When people say that for
loops are faster than array method equivalents, they generally share some benchmarks that prove it. Those benchmarks typically iterate over tens of millions of items. If your data set is only 1000 or 10,000 items long, both approaches will round to zero milliseconds.
And when we work on the front-end, we're never working with millions of items. Let's say we're building a search results page. We might show 10 or 20 or 100 items, but we're never going to show millions. In order for us to show an item to the user, we need to fetch it from the backend API. And if we tried to fetch millions of items from the API, the request would take forever, and we'd probably run out of local memory.
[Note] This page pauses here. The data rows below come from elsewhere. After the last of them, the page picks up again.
const PRODUCTION_STEPS: &[ProcessStep] = &[
    ProcessStep {
        number: 1,
        name: "Raw Material Reception",
        description: "Fresh plantains received and inspected for quality",
    },
    ProcessStep {
        number: 2,
        name: "Cleaning & Washing",
        description: "Remove dirt, debris and sanitize plantains",
    },
    ProcessStep {
        number: 3,
        name: "Peeling",
        description: "Mechanical peeling of plantain skins",
    },
    ProcessStep {
        number: 4,
        name: "Slicing",
        description: "Cut plantains into uniform slices for processing",
    },
    ProcessStep {
        number: 5,
        name: "Blanching",
        description: "Heat treatment to inactivate enzymes and improve texture",
    },
    ProcessStep {
        number: 6,
        name: "Drying",
        description: "Remove moisture content to prevent spoilage",
    },
    ProcessStep {
        number: 7,
        name: "Milling",
        description: "Grind dried plantain chips into fine flour",
    },
    ProcessStep {
        number: 8,
        name: "Sieving",
        description: "Separate flour by particle size for uniformity",
    },
    ProcessStep {
        number: 9,
        name: "Packaging",
        description: "Weigh, seal and label final flour product",
    },
    ProcessStep {
        number: 10,
        name: "Quality Control",
        description: "Test for moisture, microbial content and specifications",
    },
    ProcessStep {
        number: 11,
        name: "Storage",
        description: "Store finished product in controlled environment",
    },
];

/// Production sequence walked through on the factory floor.
pub fn production_steps() -> &'static [ProcessStep] {
    PRODUCTION_STEPS
}

#[cfg(test)]
mod tests {
    use std::collections::HashSet;

    use pretty_assertions::assert_eq;

    use super::*;
    use crate::calculations::common::round_half_up;

    // =========================================================================
    // area_allocation tests
    // =========================================================================

    #[test]
    fn area_percentages_sum_to_one_hundred() {
        let total: u32 = AREA_SHARES.iter().map(|(_, p)| p).sum();

        assert_eq!(total, 100);
    }

    #[test]
    fn area_allocation_rounds_each_zone() {
        let result = area_allocation(dec!(1234)).unwrap();

        let feet: Vec<Decimal> = result.iter().map(|a| a.square_feet).collect();
        assert_eq!(
            feet,
            vec![
                dec!(247),
                dec!(432),
                dec!(185),
                dec!(247),
                dec!(62),
                dec!(62)
            ]
        );
    }

    #[test]
    fn area_allocation_rejects_negative_size() {
        assert_eq!(
            area_allocation(dec!(-1)),
            Err(LayoutError::NegativeFactorySize(dec!(-1)))
        );
    }

    #[test]
    fn area_allocation_reports_overflow_for_huge_size() {
        assert_eq!(
            area_allocation(Decimal::MAX),
            Err(LayoutError::Overflow(Overflow))
        );
    }

    #[test]
    fn automation_benefits_differ_by_level() {
        assert_eq!(AutomationLevel::Full.benefits().len(), 4);
        assert_eq!(
            AutomationLevel::Semi.benefits()[0],
            "20-30% reduction in labor costs"
        );
        assert_eq!(AutomationLevel::default(), AutomationLevel::Semi);
    }

    // =========================================================================
    // CapacityTier tests
    // =========================================================================

    #[test]
    fn unknown_capacity_falls_back_to_1000_tier() {
        assert_eq!(CapacityTier::from_capacity(750), CapacityTier::Kg1000);
        assert_eq!(CapacityTier::from_capacity(0), CapacityTier::Kg1000);
        assert_eq!(CapacityTier::from_capacity(5000), CapacityTier::Kg5000);
    }

    #[test]
    fn raw_storage_has_no_power_rating() {
        for tier in CapacityTier::all() {
            assert_eq!(tier.equipment().raw_storage.power_kw, None);
        }
    }

    // =========================================================================
    // generate_layout tests
    // =========================================================================

    #[test]
    fn every_arrangement_places_sixteen_distinct_stations() {
        for layout_type in [LayoutType::UShape, LayoutType::Linear, LayoutType::Cellular] {
            let input = LayoutInput {
                layout_type,
                ..LayoutInput::default()
            };

            let layout = generate_layout(&input).unwrap();

            let stations: HashSet<Station> = layout.zones.iter().map(|z| z.station).collect();
            assert_eq!(stations.len(), 16);
        }
    }

    #[test]
    fn process_stations_take_size_from_tier() {
        let input = LayoutInput {
            capacity_kg: 5000,
            ..LayoutInput::default()
        };

        let layout = generate_layout(&input).unwrap();

        let dryer = &layout.zones[4];
        assert_eq!((dryer.width, dryer.height), (18, 10));
        assert_eq!(dryer.power, "180 kW");
        assert_eq!(dryer.throughput_kg_hr, Some(600));
    }

    #[test]
    fn fixed_stations_ignore_tier() {
        let small = generate_layout(&LayoutInput {
            capacity_kg: 500,
            ..LayoutInput::default()
        })
        .unwrap();

        let office = small.zones.iter().find(|z| z.station == Station::Office).unwrap();
        assert_eq!((office.width, office.height), (8, 6));
        assert_eq!(office.kind, ZoneKind::Admin);
    }

    #[test]
    fn diagram_rect_scales_to_canvas() {
        let layout = generate_layout(&LayoutInput::default()).unwrap();

        let rect = layout.zones[0].diagram_rect();
        assert_eq!(round_half_up(rect.left), dec!(7.14));
        assert_eq!(rect.top, dec!(10));
        assert_eq!(round_half_up(rect.width), dec!(14.29));
        assert_eq!(rect.height, dec!(16));
    }

    #[test]
    fn occupied_area_sums_station_footprints() {
        let layout = generate_layout(&LayoutInput::default()).unwrap();

        // tier 1000: 80+24+12+28+72+20+12+40, fixed: 80+48+48+24+24+16+16+24
        assert_eq!(layout.occupied_area, dec!(568));
        assert_eq!(layout.floor_area, dec!(4800));
    }

    #[test]
    fn u_shape_fits_default_factory() {
        let layout = generate_layout(&LayoutInput::default()).unwrap();

        assert!(layout.overflowing.is_empty());
    }

    #[test]
    fn linear_layout_overflows_narrow_factory() {
        let input = LayoutInput {
            layout_type: LayoutType::Linear,
            ..LayoutInput::default()
        };

        let layout = generate_layout(&input).unwrap();

        assert!(layout.overflowing.contains(&"Finished Goods Storage"));
        assert!(!layout.overflowing.contains(&"Raw Material Storage"));
    }

    #[test]
    fn generate_layout_rejects_zero_width() {
        let input = LayoutInput {
            factory_width: Decimal::ZERO,
            ..LayoutInput::default()
        };

        assert_eq!(
            generate_layout(&input),
            Err(LayoutError::InvalidDimension {
                name: "width",
                value: Decimal::ZERO
            })
        );
    }

    #[test]
    fn generate_layout_reports_overflow_for_huge_floor() {
        let input = LayoutInput {
            factory_width: dec!(100000000000000000),
            factory_length: dec!(100000000000000000),
            ..LayoutInput::default()
        };

        assert_eq!(
            generate_layout(&input),
            Err(LayoutError::Overflow(Overflow))
        );
    }

    #[test]
    fn production_sequence_has_eleven_numbered_steps() {
        let steps = production_steps();

        assert_eq!(steps.len(), 11);
        assert_eq!(steps[2].name, "Peeling");
        assert!(steps.iter().enumerate().all(|(i, s)| s.number == i as u32 + 1));
    }
}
Let's be generous, and say that the API sends data on 1000 items. Even a 10-year-old budget smartphone can iterate over 1000 items in less than a millisecond, no matter which method you choose. JavaScript is an optimized language, and even low-end devices should be able to manage millions of operations a second.
The for
loop approach might be twice as fast, but if both options finish in less than a millisecond, it really doesn't matter. Humans can't perceive time differences at this scale.
When it comes to front-end web performance, we have other concerns that affect the user experience to a much larger degree. This is things like making sure our CSS animations are well-optimized, shrinking the size of our static assets, lazy-loading JS code that isn't needed right away, using virtualization, things like that.